What Canadian Businesses Can Do To Create A Culture of Compliance

Compliance within Canadian companies can be elusive, and the idea of compliance is often associated with concepts of bureaucracies and stifling regulations and procedures. However, compliance isn’t just a bunch of rules written in an employee manual.

Having a robust culture of compliance is important in so many ways to the success of a business. A culture of compliance helps Canadian companies reduce risk, improve ethics and accountability, and put the focus of the business on being successful, rather than trying to fight against the consequences of non-compliance.

So what can Canadian business leaders do to create or boost their own compliance culture?

Create Visibility

Visibility is an essential component of doing business in the modern world. The businesses of the past were often shrouded in secrecy, and operations always took place behind closed doors. This is no longer the optimal the way to do things.

Employees don’t appreciate it, customers don’t, and it’s not an effective way to promote compliance.

Start by implementing integrated software systems such as Canadian expense management software to promote visibility of key information and data, and then go from there. It needs to be easy to see what’s happening across departments in real-time to spot potential problems before they grow into something unmanageable.

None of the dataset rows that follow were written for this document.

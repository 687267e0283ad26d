use axum::{
    extract::{MatchedPath, Request, State},
    middleware::Next,
    response::Response,
};
use std::time::Instant;

use crate::server::state::AppState;

/// Path label for requests without a matched route template.
const UNMATCHED_PATH: &str = "unmatched";

/// Records count and latency of every routed request.
///
/// Installed as a route layer so the matched route template is available. A request
/// without one is labelled `unmatched`, keeping raw URIs out of the label set.
pub async fn track_metrics(State(state): State<AppState>, req: Request, next: Next) -> Response {
    let start = Instant::now();
    let method = req.method().to_string();
    let path = req
        .extensions()
        .get::<MatchedPath>()
        .map(|p| p.as_str())
        .unwrap_or(UNMATCHED_PATH)
        .to_string();

    let response = next.run(req).await;

    state
        .metrics
        .observe(&method, &path, response.status().as_u16(), start.elapsed());

    response
}
use serde::{Deserialize, Serialize};
use utoipa::ToSchema;

#[derive(Serialize, Deserialize, PartialEq, Clone, Debug, ToSchema)]
pub struct GroupDto {
    pub id: i32,
    pub version: i64,
    pub name: String,
}

#[derive(Serialize, Deserialize, PartialEq, Clone, Debug, ToSchema)]
pub struct CreateGroupDto {
    pub name: String,
}

#[derive(Serialize, Deserialize, PartialEq, Clone, Debug, ToSchema)]
pub struct UpdateGroupDto {
    pub name: String,
    /// Version the client last read; a stale value yields 409 Conflict.
    pub version: i64,
}
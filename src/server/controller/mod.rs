//! HTTP request handlers.
//!
//! Controllers convert request DTOs into server-side parameter types, call the
//! matching service, and convert the domain result back into a response DTO. Every
//! `/api` handler carries a `#[utoipa::path]` annotation collected by the router's
//! OpenAPI document.

pub mod event;
pub mod group;
pub mod health;
pub mod metrics;
pub mod registration;
pub mod scout;
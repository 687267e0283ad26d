use crate::server::{
    data::scout::ScoutRepository,
    model::scout::{Contact, CreateScoutParam, UpdateScoutParam},
};
use chrono::NaiveDate;
use sea_orm::{DbErr, EntityTrait, PaginatorTrait};
use test_utils::{builder::TestBuilder, factory};

mod create;
mod delete;
mod find;
mod update;

fn contact(name: &str) -> Contact {
    Contact {
        name: name.to_string(),
        phone_number: "+49 111 222333".to_string(),
        email: format!("{}@example.com", name.to_lowercase()),
        relationship: "Parent".to_string(),
    }
}

fn create_params(name: &str, contacts: Vec<Contact>, group_ids: Vec<i32>) -> CreateScoutParam {
    CreateScoutParam {
        name: name.to_string(),
        birth_date: NaiveDate::from_ymd_opt(2012, 3, 4).unwrap(),
        address: "Lindenweg 5".to_string(),
        phone_number: "+49 170 1234567".to_string(),
        health_insurance: "TK".to_string(),
        allergy_info: "Peanuts".to_string(),
        vaccination_info: "Tetanus 2020".to_string(),
        contacts,
        group_ids,
        last_updated: NaiveDate::from_ymd_opt(2025, 1, 10).unwrap(),
    }
}

fn update_params(id: i32, version: i64, created: CreateScoutParam) -> UpdateScoutParam {
    UpdateScoutParam {
        id,
        version,
        name: created.name,
        birth_date: created.birth_date,
        address: created.address,
        phone_number: created.phone_number,
        health_insurance: created.health_insurance,
        allergy_info: created.allergy_info,
        vaccination_info: created.vaccination_info,
        contacts: created.contacts,
        group_ids: created.group_ids,
        last_updated: created.last_updated,
    }
}
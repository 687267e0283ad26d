use super::*;

/// Tests creating an event with participating groups.
///
/// Expected: Ok with the event, its groups ordered by id and version 0
#[tokio::test]
async fn creates_event_with_groups() -> Result<(), DbErr> {
    let test = TestBuilder::new().with_event_tables().build().await.unwrap();
    let db = test.db.as_ref().unwrap();

    let first = factory::create_group(db).await?;
    let second = factory::create_group(db).await?;

    let repo = EventRepository::new(db);
    let event = repo
        .create(create_params("Summer Camp", vec![second.id, first.id]))
        .await?;

    assert_eq!(event.version, 0);
    assert_eq!(event.name, "Summer Camp");
    assert_eq!(event.additional_info, "Bring sleeping bag");
    assert_eq!(event.group_ids(), vec![first.id, second.id]);

    let found = repo.find_by_id(event.id).await?;
    assert_eq!(found, Some(event));

    Ok(())
}

/// Tests creating an event open to every group.
///
/// Expected: Ok with no participating groups
#[tokio::test]
async fn creates_open_event() -> Result<(), DbErr> {
    let test = TestBuilder::new().with_event_tables().build().await.unwrap();
    let db = test.db.as_ref().unwrap();

    let repo = EventRepository::new(db);
    let event = repo.create(create_params("Craft Workshop", vec![])).await?;

    assert!(event.participating_groups.is_empty());
    assert_eq!(repo.find_all().await?.len(), 1);

    Ok(())
}
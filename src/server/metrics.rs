//! Prometheus metrics for the HTTP API.
//!
//! `Metrics` owns its own registry, so each `AppState` (and each test) exposes an
//! independent set of series. The scrape endpoint renders the registry in the text
//! exposition format.

use prometheus::{
    Encoder, HistogramOpts, HistogramVec, IntCounterVec, Opts, Registry, TextEncoder,
};
use std::time::Duration;

use crate::server::error::AppError;

#[derive(Clone)]
pub struct Metrics {
    registry: Registry,
    http_requests_total: IntCounterVec,
    http_request_duration_seconds: HistogramVec,
}

impl Metrics {
    /// Creates the registry and registers the HTTP request series.
    ///
    /// # Returns
    /// - `Ok(Metrics)` - Registry with `http_requests_total` and `http_request_duration_seconds`
    /// - `Err(prometheus::Error)` - A metric definition was rejected
    pub fn new() -> Result<Self, prometheus::Error> {
        let registry = Registry::new();

        let http_requests_total = IntCounterVec::new(
            Opts::new("http_requests_total", "Total number of HTTP requests"),
            &["method", "path", "status"],
        )?;
        let http_request_duration_seconds = HistogramVec::new(
            HistogramOpts::new(
                "http_request_duration_seconds",
                "HTTP request latency in seconds",
            ),
            &["method", "path"],
        )?;

        registry.register(Box::new(http_requests_total.clone()))?;
        registry.register(Box::new(http_request_duration_seconds.clone()))?;

        Ok(Self {
            registry,
            http_requests_total,
            http_request_duration_seconds,
        })
    }

    /// Records one completed request.
    ///
    /// # Arguments
    /// - `method` - HTTP method
    /// - `path` - Matched route template such as `/api/groups/{id}`, never the raw URI
    /// - `status` - Response status code
    /// - `elapsed` - Time spent handling the request
    pub fn observe(&self, method: &str, path: &str, status: u16, elapsed: Duration) {
        let status = status.to_string();
        self.http_requests_total
            .with_label_values(&[method, path, status.as_str()])
            .inc();
        self.http_request_duration_seconds
            .with_label_values(&[method, path])
            .observe(elapsed.as_secs_f64());
    }

    /// Renders every registered metric in the Prometheus text format.
    pub fn render(&self) -> Result<String, AppError> {
        let mut buffer = Vec::new();
        TextEncoder::new().encode(&self.registry.gather(), &mut buffer)?;

        String::from_utf8(buffer).map_err(|e| AppError::InternalError(e.to_string()))
    }
}
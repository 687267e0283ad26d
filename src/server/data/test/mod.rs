mod event;
mod group;
mod registration;
mod scout;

Having visibility beginning with your digital resources is going to allow you to spot even small areas of non-compliance or fraud that wouldn’t otherwise be easy to see.

Go From the Top-Down

Sometimes the people at the top of an organization tend to feel like issues of compliance don’t necessarily apply to them, and that’s unfortunate because corporate culture always starts at the top.

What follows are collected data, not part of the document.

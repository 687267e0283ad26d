use axum::{
    extract::State,
    http::StatusCode,
    response::IntoResponse,
    Json,
};

use crate::{
    model::{
        api::ErrorDto,
        registration::{CreateRegistrationDto, RegistrationDto, UpdateRegistrationDto},
    },
    server::{
        error::AppError,
        extractor::{ApiJson, ApiPath},
        model::registration::{
            CreateRegistrationParam, Registration, UpdateRegistrationParam,
        },
        service::registration::RegistrationService,
        state::AppState,
    },
};

/// Tag for grouping registration endpoints in OpenAPI documentation
pub static REGISTRATION_TAG: &str = "registration";

fn into_dtos(registrations: Vec<Registration>) -> Vec<RegistrationDto> {
    registrations
        .into_iter()
        .map(|registration| registration.into_dto())
        .collect()
}

/// Register a scout for an event.
///
/// The registration date is set by the server and the status defaults to `PENDING`.
/// A scout can be registered for an event only once.
///
/// # Arguments
/// - `state` - Application state containing the database connection
/// - `payload` - Scout id, event id, note, optional status and account id
///
/// # Returns
/// - `201 Created` - Successfully created registration
/// - `400 Bad Request` - Scout is already registered for the event
/// - `404 Not Found` - Scout or event does not exist
/// - `500 Internal Server Error` - Database error
#[utoipa::path(
    post,
    path = "/api/registrations",
    tag = REGISTRATION_TAG,
    request_body = CreateRegistrationDto,
    responses(
        (status = 201, description = "Successfully created registration", body = RegistrationDto),
        (status = 400, description = "Duplicate registration", body = ErrorDto),
        (status = 404, description = "Scout or event not found", body = ErrorDto),
        (status = 500, description = "Internal server error", body = ErrorDto)
    ),
)]
pub async fn create_registration(
    State(state): State<AppState>,
    ApiJson(payload): ApiJson<CreateRegistrationDto>,
) -> Result<impl IntoResponse, AppError> {
    let registration = RegistrationService::new(&state.db)
        .create_registration(CreateRegistrationParam::from_dto(payload))
        .await?;

    Ok((StatusCode::CREATED, Json(registration.into_dto())))
}

#[utoipa::path(
    get,
    path = "/api/registrations/{id}",
    tag = REGISTRATION_TAG,
    params(
        ("id" = i32, Path, description = "Registration ID")
    ),
    responses(
        (status = 200, description = "Successfully retrieved registration", body = RegistrationDto),
        (status = 404, description = "Registration not found", body = ErrorDto),
        (status = 500, description = "Internal server error", body = ErrorDto)
    ),
)]
pub async fn get_registration(
    State(state): State<AppState>,
    ApiPath(id): ApiPath<i32>,
) -> Result<impl IntoResponse, AppError> {
    let registration = RegistrationService::new(&state.db)
        .get_registration(id)
        .await?;

    Ok(Json(registration.into_dto()))
}

/// Update note, status and account of a registration.
///
/// Scout and event are fixed once registered; the request must repeat them unchanged.
///
/// # Returns
/// - `200 OK` - Updated registration with incremented version
/// - `400 Bad Request` - Request names a different scout or event
/// - `404 Not Found` - Registration does not exist
/// - `409 Conflict` - Registration was updated by another request
/// - `500 Internal Server Error` - Database error
#[utoipa::path(
    put,
    path = "/api/registrations/{id}",
    tag = REGISTRATION_TAG,
    params(
        ("id" = i32, Path, description = "Registration ID")
    ),
    request_body = UpdateRegistrationDto,
    responses(
        (status = 200, description = "Successfully updated registration", body = RegistrationDto),
        (status = 400, description = "Scout or event changed", body = ErrorDto),
        (status = 404, description = "Registration not found", body = ErrorDto),
        (status = 409, description = "Stale version", body = ErrorDto),
        (status = 500, description = "Internal server error", body = ErrorDto)
    ),
)]
pub async fn update_registration(
    State(state): State<AppState>,
    ApiPath(id): ApiPath<i32>,
    ApiJson(payload): ApiJson<UpdateRegistrationDto>,
) -> Result<impl IntoResponse, AppError> {
    let registration = RegistrationService::new(&state.db)
        .update_registration(UpdateRegistrationParam::from_dto(id, payload))
        .await?;

    Ok(Json(registration.into_dto()))
}

#[utoipa::path(
    delete,
    path = "/api/registrations/{id}",
    tag = REGISTRATION_TAG,
    params(
        ("id" = i32, Path, description = "Registration ID")
    ),
    responses(
        (status = 204, description = "Registration deleted"),
        (status = 404, description = "Registration not found", body = ErrorDto),
        (status = 500, description = "Internal server error", body = ErrorDto)
    ),
)]
pub async fn delete_registration(
    State(state): State<AppState>,
    ApiPath(id): ApiPath<i32>,
) -> Result<impl IntoResponse, AppError> {
    RegistrationService::new(&state.db)
        .delete_registration(id)
        .await?;

    Ok(StatusCode::NO_CONTENT)
}

/// Get all registrations for an event.
#[utoipa::path(
    get,
    path = "/api/events/{id}/registrations",
    tag = REGISTRATION_TAG,
    params(
        ("id" = i32, Path, description = "Event ID")
    ),
    responses(
        (status = 200, description = "Successfully retrieved registrations", body = Vec<RegistrationDto>),
        (status = 404, description = "Event not found", body = ErrorDto),
        (status = 500, description = "Internal server error", body = ErrorDto)
    ),
)]
pub async fn get_event_registrations(
    State(state): State<AppState>,
    ApiPath(id): ApiPath<i32>,
) -> Result<impl IntoResponse, AppError> {
    let registrations = RegistrationService::new(&state.db)
        .get_registrations_by_event(id)
        .await?;

    Ok(Json(into_dtos(registrations)))
}

/// Get all registrations of a scout.
#[utoipa::path(
    get,
    path = "/api/scouts/{id}/registrations",
    tag = REGISTRATION_TAG,
    params(
        ("id" = i32, Path, description = "Scout ID")
    ),
    responses(
        (status = 200, description = "Successfully retrieved registrations", body = Vec<RegistrationDto>),
        (status = 404, description = "Scout not found", body = ErrorDto),
        (status = 500, description = "Internal server error", body = ErrorDto)
    ),
)]
pub async fn get_scout_registrations(
    State(state): State<AppState>,
    ApiPath(id): ApiPath<i32>,
) -> Result<impl IntoResponse, AppError> {
    let registrations = RegistrationService::new(&state.db)
        .get_registrations_by_scout(id)
        .await?;

    Ok(Json(into_dtos(registrations)))
}
use axum::{extract::State, http::StatusCode, response::IntoResponse, Json};

use crate::{model::api::HealthDto, server::state::AppState};

/// Reports `UP` when the database answers a ping, `DOWN` with 503 otherwise.
pub async fn health(State(state): State<AppState>) -> impl IntoResponse {
    match state.db.ping().await {
        Ok(()) => (
            StatusCode::OK,
            Json(HealthDto {
                status: "UP".to_string(),
            }),
        ),
        Err(e) => {
            tracing::warn!("Health check failed: {}", e);

            (
                StatusCode::SERVICE_UNAVAILABLE,
                Json(HealthDto {
                    status: "DOWN".to_string(),
                }),
            )
        }
    }
}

The highest leaders in an organization need to be the first ones to buy into and live the framework of a culture of compliance. If senior management isn’t doing it, don’t expect anyone else to.

Train and Evaluate

A big mistake a lot of businesses make when it comes to compliance is that they expect employees just to know it. While there are of course instances of non-compliance that are willful and fraudulent, in many cases, it’s a lack of knowledge about what compliance means in a particular situation.

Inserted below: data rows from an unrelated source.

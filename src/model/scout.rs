use chrono::NaiveDate;
use serde::{Deserialize, Serialize};
use utoipa::ToSchema;

use crate::model::group::GroupDto;

#[derive(Serialize, Deserialize, PartialEq, Clone, Debug, ToSchema)]
pub struct ContactDto {
    pub name: String,
    pub phone_number: String,
    #[serde(default)]
    pub email: String,
    #[serde(default)]
    pub relationship: String,
}

#[derive(Serialize, Deserialize, PartialEq, Clone, Debug, ToSchema)]
pub struct ScoutDto {
    pub id: i32,
    pub version: i64,
    pub name: String,
    pub birth_date: NaiveDate,
    pub address: String,
    pub phone_number: String,
    pub health_insurance: String,
    pub allergy_info: String,
    pub vaccination_info: String,
    pub contacts: Vec<ContactDto>,
    pub groups: Vec<GroupDto>,
    pub last_updated: NaiveDate,
}

#[derive(Serialize, Deserialize, PartialEq, Clone, Debug, ToSchema)]
pub struct CreateScoutDto {
    pub name: String,
    pub birth_date: NaiveDate,
    pub address: String,
    #[serde(default)]
    pub phone_number: String,
    pub health_insurance: String,
    #[serde(default)]
    pub allergy_info: String,
    #[serde(default)]
    pub vaccination_info: String,
    pub contacts: Vec<ContactDto>,
    #[serde(default)]
    pub group_ids: Vec<i32>,
}

#[derive(Serialize, Deserialize, PartialEq, Clone, Debug, ToSchema)]
pub struct UpdateScoutDto {
    pub name: String,
    pub birth_date: NaiveDate,
    pub address: String,
    #[serde(default)]
    pub phone_number: String,
    pub health_insurance: String,
    #[serde(default)]
    pub allergy_info: String,
    #[serde(default)]
    pub vaccination_info: String,
    pub contacts: Vec<ContactDto>,
    #[serde(default)]
    pub group_ids: Vec<i32>,
    pub version: i64,
}
use crate::server::error::{config::ConfigError, AppError};

const DEFAULT_BIND_ADDRESS: &str = "0.0.0.0:8080";
const DEFAULT_DATABASE_MAX_CONNECTIONS: u32 = 10;

pub struct Config {
    pub database_url: String,
    pub bind_address: String,
    pub database_max_connections: u32,
}

impl Config {
    /// Reads the configuration from the process environment.
    ///
    /// `DATABASE_URL` is required; `BIND_ADDRESS` and `DATABASE_MAX_CONNECTIONS` fall
    /// back to defaults.
    pub fn from_env() -> Result<Self, AppError> {
        Self::from_lookup(|name| std::env::var(name).ok())
    }

    fn from_lookup(lookup: impl Fn(&str) -> Option<String>) -> Result<Self, AppError> {
        let database_url = lookup("DATABASE_URL")
            .ok_or_else(|| ConfigError::MissingEnvVar("DATABASE_URL".to_string()))?;

        let bind_address =
            lookup("BIND_ADDRESS").unwrap_or_else(|| DEFAULT_BIND_ADDRESS.to_string());

        let database_max_connections = match lookup("DATABASE_MAX_CONNECTIONS") {
            Some(value) => value.parse().map_err(|_| ConfigError::InvalidEnvVar {
                name: "DATABASE_MAX_CONNECTIONS".to_string(),
                value,
            })?,
            None => DEFAULT_DATABASE_MAX_CONNECTIONS,
        };

        Ok(Self {
            database_url,
            bind_address,
            database_max_connections,
        })
    }
}

#[cfg(test)]
mod tests {
    use super::*;
    use std::collections::HashMap;

    fn lookup(vars: &[(&str, &str)]) -> impl Fn(&str) -> Option<String> {
        let vars: HashMap<String, String> = vars
            .iter()
            .map(|(k, v)| (k.to_string(), v.to_string()))
            .collect();
        move |name| vars.get(name).cloned()
    }

    #[test]
    fn applies_defaults() {
        let config =
            Config::from_lookup(lookup(&[("DATABASE_URL", "postgres://localhost/scouts")]))
                .unwrap();

        assert_eq!(config.database_url, "postgres://localhost/scouts");
        assert_eq!(config.bind_address, "0.0.0.0:8080");
        assert_eq!(config.database_max_connections, 10);
    }

    #[test]
    fn reads_overrides() {
        let config = Config::from_lookup(lookup(&[
            ("DATABASE_URL", "sqlite::memory:"),
            ("BIND_ADDRESS", "127.0.0.1:9000"),
            ("DATABASE_MAX_CONNECTIONS", "3"),
        ]))
        .unwrap();

        assert_eq!(config.bind_address, "127.0.0.1:9000");
        assert_eq!(config.database_max_connections, 3);
    }

    #[test]
    fn requires_database_url() {
        let result = Config::from_lookup(lookup(&[]));

        assert!(matches!(
            result,
            Err(AppError::ConfigErr(ConfigError::MissingEnvVar(name))) if name == "DATABASE_URL"
        ));
    }

    #[test]
    fn rejects_invalid_pool_size() {
        let result = Config::from_lookup(lookup(&[
            ("DATABASE_URL", "sqlite::memory:"),
            ("DATABASE_MAX_CONNECTIONS", "many"),
        ]));

        assert!(matches!(
            result,
            Err(AppError::ConfigErr(ConfigError::InvalidEnvVar { .. }))
        ));
    }
}
//! Service layer for business logic and orchestration.
//!
//! Services sit between the controllers and the repositories. They enforce the business
//! rules (existence checks, duplicate detection, immutable fields, field validation) and
//! run writes that span several tables inside a single transaction.

pub mod event;
pub mod group;
pub mod registration;
pub mod scout;
pub mod validation;

#[cfg(test)]
mod test;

Employers hold the responsibility to make sure employees are regularly trained, re-trained and then evaluated on their understanding of how to be compliant. While there are costs associated with this, they’re going to be lower than what happens as the result of non-compliance.

Don’t Ignore Non-Compliance

Ignoring non-compliance may seem like the easy road, but it’s highly damaging over the long-term. Non-compliance has to be called out, and it needs to be used as a way to help others prevent it from occurring again.

Finally, don’t forget the importance of regularly evaluating your compliance policies and making sure they’re still relevant, realistic and enforceable. Sometimes an issue of non-compliance may be more directly related to a failure of the policy, as opposed to a problem with your workforce.